The Commission has engaged thoughtfully on this and related topics in recent months. For example, our Asset Management Advisory Committee has been exploring diversity among asset allocators and larger fund managers, our Investor Advisory Committee has been exploring solutions to bridge the wealth gap through minority inclusion in investment and financial services, and our Small Business Capital Formation Advisory Committee has adopted recommendations encouraging the Commission to take action to reduce barriers to entry for underrepresented founders and their investors. Our team has continued to hear during outreach that solving many of the inequities in capital formation requires examining where and how capital flows among sophisticated investors and talented entrepreneurs.
While some modest gains have been made in the diversity of founders receiving venture capital in recent years, the implicit bias underpinning pattern matching is a powerful force. Women and minorities still represent only 12% and 23%, respectively, of VC decision-makers, and 12% and 20%, respectively, of VC-backed founders. We continue to hear calls for solutions that diversify who is funding entrepreneurs by supporting emerging fund managers. While often confused among related topics, the solution does not necessarily entail expanding private markets, or expanding retail investor access, but instead examining how sophisticated, and often underrepresented, capital allocators raise and deploy risk-appropriate capital.

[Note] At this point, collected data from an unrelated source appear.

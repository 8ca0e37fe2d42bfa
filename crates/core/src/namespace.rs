//! Composite key namespacing.
//!
//! Pure functions for building partition and sort keys in the single-table
//! layout. Every key is `<prefix>#<raw value>`.

use serde::{Deserialize, Serialize};

use crate::error::{Error, Result};

// ============================================================================
// Attribute names
// ============================================================================

/// Delimiter between a namespace prefix and the raw key value.
pub const PREFIX_DELIMITER: char = '#';

/// Partition key attribute name.
pub const PK_ATTRIBUTE: &str = "pk";

/// Sort key attribute name.
pub const SK_ATTRIBUTE: &str = "sk";

// ============================================================================
// Keys
// ============================================================================

/// Full store key of a single item.
#[derive(Debug, Clone, PartialEq, Eq, Hash, PartialOrd, Ord, Serialize, Deserialize)]
pub struct ItemKey {
    pub pk: String,
    pub sk: String,
}

impl ItemKey {
    pub fn new(pk: impl Into<String>, sk: impl Into<String>) -> Self {
        Self {
            pk: pk.into(),
            sk: sk.into(),
        }
    }
}

/// Result of [`Namespace::namespaced_keys`].
///
/// `sk` is `None` for partition-scoped lookups where no sort value was given.
#[derive(Debug, Clone, PartialEq, Eq)]
pub struct NamespacedKeys {
    pub pk: String,
    pub sk: Option<String>,
}

// ============================================================================
// Namespace configuration
// ============================================================================

/// Partition and sort key prefixes of one logical entity type.
#[derive(Debug, Clone, PartialEq, Eq, Serialize, Deserialize)]
pub struct Namespace {
    pk_prefix: String,
    sk_prefix: String,
}

impl Namespace {
    pub fn new(pk_prefix: impl Into<String>, sk_prefix: impl Into<String>) -> Self {
        Self {
            pk_prefix: pk_prefix.into(),
            sk_prefix: sk_prefix.into(),
        }
    }

    pub fn pk_prefix(&self) -> &str {
        &self.pk_prefix
    }

    pub fn sk_prefix(&self) -> &str {
        &self.sk_prefix
    }

    /// Prefix every key of this namespace.
    ///
    /// Pattern: `<pk_prefix>#<raw_pk>` and `<sk_prefix>#<raw_sk>`.
    pub fn namespaced_keys(&self, raw_pk: &str, raw_sk: Option<&str>) -> NamespacedKeys {
        NamespacedKeys {
            pk: join(&self.pk_prefix, raw_pk),
            sk: raw_sk.map(|sk| join(&self.sk_prefix, sk)),
        }
    }

    /// Sort key prefix used by partition queries.
    ///
    /// Pattern: `<sk_prefix>#`
    ///
    /// The trailing delimiter keeps `sort` from matching `sorted#...`.
    pub fn sort_key_prefix(&self) -> String {
        format!("{}{PREFIX_DELIMITER}", self.sk_prefix)
    }

    /// Check that a caller-supplied partition key belongs to this namespace.
    pub fn validate_pk(&self, key: &str) -> Result<()> {
        validate_prefixed(key, &self.pk_prefix)
    }

    /// Check that a caller-supplied sort key belongs to this namespace.
    pub fn validate_sk(&self, key: &str) -> Result<()> {
        validate_prefixed(key, &self.sk_prefix)
    }
}

/// A [`Namespace`] plus the DTO fields that carry the raw key values.
#[derive(Debug, Clone, PartialEq, Eq, Serialize, Deserialize)]
pub struct FieldNamespace {
    pub namespace: Namespace,
    pub pk_field: String,
    pub sk_field: String,
}

impl FieldNamespace {
    pub fn new(
        namespace: Namespace,
        pk_field: impl Into<String>,
        sk_field: impl Into<String>,
    ) -> Self {
        Self {
            namespace,
            pk_field: pk_field.into(),
            sk_field: sk_field.into(),
        }
    }
}

// ============================================================================
// Helpers
// ============================================================================

fn join(prefix: &str, raw: &str) -> String {
    format!("{prefix}{PREFIX_DELIMITER}{raw}")
}

/// Split a key into its namespace discriminator and the remainder.
///
/// Returns `None` when the key has no delimiter at all.
pub fn split_prefix(key: &str) -> Option<(&str, &str)> {
    key.split_once(PREFIX_DELIMITER)
}

fn validate_prefixed(key: &str, expected: &str) -> Result<()> {
    match split_prefix(key) {
        Some((prefix, rest)) if prefix == expected && !rest.is_empty() => Ok(()),
        Some((prefix, _)) if prefix == expected => Err(Error::InvalidArgument(format!(
            "Invalid key '{key}': empty value after prefix '{expected}'"
        ))),
        _ => Err(Error::InvalidArgument(format!(
            "Invalid key '{key}': expected prefix '{expected}{PREFIX_DELIMITER}'"
        ))),
    }
}

/// Reject empty raw values before they are prefixed.
pub(crate) fn require_raw(value: &str, what: &str) -> Result<()> {
    if value.is_empty() {
        return Err(Error::InvalidArgument(format!(
            "Invalid {what}: raw key value must not be empty"
        )));
    }
    Ok(())
}

#[cfg(test)]
mod tests {
    use super::*;

    fn namespace() -> Namespace {
        Namespace::new("primary", "sort")
    }

    #[test]
    fn test_namespaced_keys_with_sort_value() {
        let keys = namespace().namespaced_keys("id", Some("value"));
        assert_eq!(keys.pk, "primary#id");
        assert_eq!(keys.sk.as_deref(), Some("sort#value"));
    }

    #[test]
    fn test_namespaced_keys_without_sort_value() {
        let keys = namespace().namespaced_keys("id", None);
        assert_eq!(keys.pk, "primary#id");
        assert_eq!(keys.sk, None);
    }

    #[test]
    fn test_namespaced_keys_keeps_nested_delimiters() {
        let keys = namespace().namespaced_keys("org#42", Some("2024-06-15#abc"));
        assert_eq!(keys.pk, "primary#org#42");
        assert_eq!(keys.sk.as_deref(), Some("sort#2024-06-15#abc"));
    }

    #[test]
    fn test_sort_key_prefix() {
        assert_eq!(namespace().sort_key_prefix(), "sort#");
    }

    #[test]
    fn test_validate_matching_keys() {
        let ns = namespace();
        assert!(ns.validate_pk("primary#id").is_ok());
        assert!(ns.validate_sk("sort#value#nested").is_ok());
    }

    #[test]
    fn test_validate_wrong_prefix_names_key() {
        let err = namespace().validate_pk("wrong#id").unwrap_err();
        assert!(matches!(err, Error::InvalidArgument(_)));
        assert!(err.to_string().contains("wrong#id"));
    }

    #[test]
    fn test_validate_rejects_prefix_substring() {
        // `primaryX#id` shares a textual prefix but not the namespace.
        assert!(namespace().validate_pk("primaryX#id").is_err());
    }

    #[test]
    fn test_validate_rejects_missing_delimiter_and_empty_value() {
        let ns = namespace();
        assert!(ns.validate_pk("primary").is_err());
        assert!(ns.validate_pk("primary#").is_err());
        assert!(ns.validate_sk("").is_err());
    }

    #[test]
    fn test_split_prefix_uses_first_delimiter() {
        assert_eq!(split_prefix("a#b#c"), Some(("a", "b#c")));
        assert_eq!(split_prefix("abc"), None);
    }
}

Today’s panel will discuss the opportunities and challenges faced by fund investors looking to support and invest with emerging managers. In our next event in the series, we will hear from emerging managers about their experiences raising and deploying capital, followed by a third panel on the impact of emerging managers and how they are bringing more diversity to venture capital and making access to capital more inclusive. As Jessica mentioned, we are excited today to be launching our expanded “Cutting Through the Jargon” glossary of key terms to make the language of capital raising more accessible contemporaneously with this series.
Thank you, Frederik Groce (of BLCK VC and Storm Ventures), Winter Mead (of Oper8r), and Jamie Rhode (of Verdis Investment Management) for joining us today for what I know will be an insightful and empowering conversation.
 The Securities and Exchange Commission disclaims responsibility for any private publication or statement by any of its employees. This speech expresses the author’s views and does not necessarily reflect those of the Commission, the Commissioners, or other members of the staff.
 For an in-depth dive into capital raising metrics, see pages 11-63 of our FY2020 Annual Report, in which we explore not only trends by company life cycle stage, but also founder and small business investor demographic trends, as well as COVID-19-related trends.
 See, e.g., Women in VC, The Untapped Potential of Women-led Funds, (Oct. 2020) at 12, 15 (“Overall, 90% of all women-led funds qualify as emerging managers. That means we are at a serious inflection point to pave a path towards a more accepting, accessible venture community for women, and as a byproduct, women founders…Even by very conservative estimates, these 275 women-led firms are poised to invest in more than 7,000 companies in the coming years, potentially creating more than 80,000 jobs. With women proven to be more inclusive in the profiles of founders they back, the cultural impact this could have is unquantifiable.”)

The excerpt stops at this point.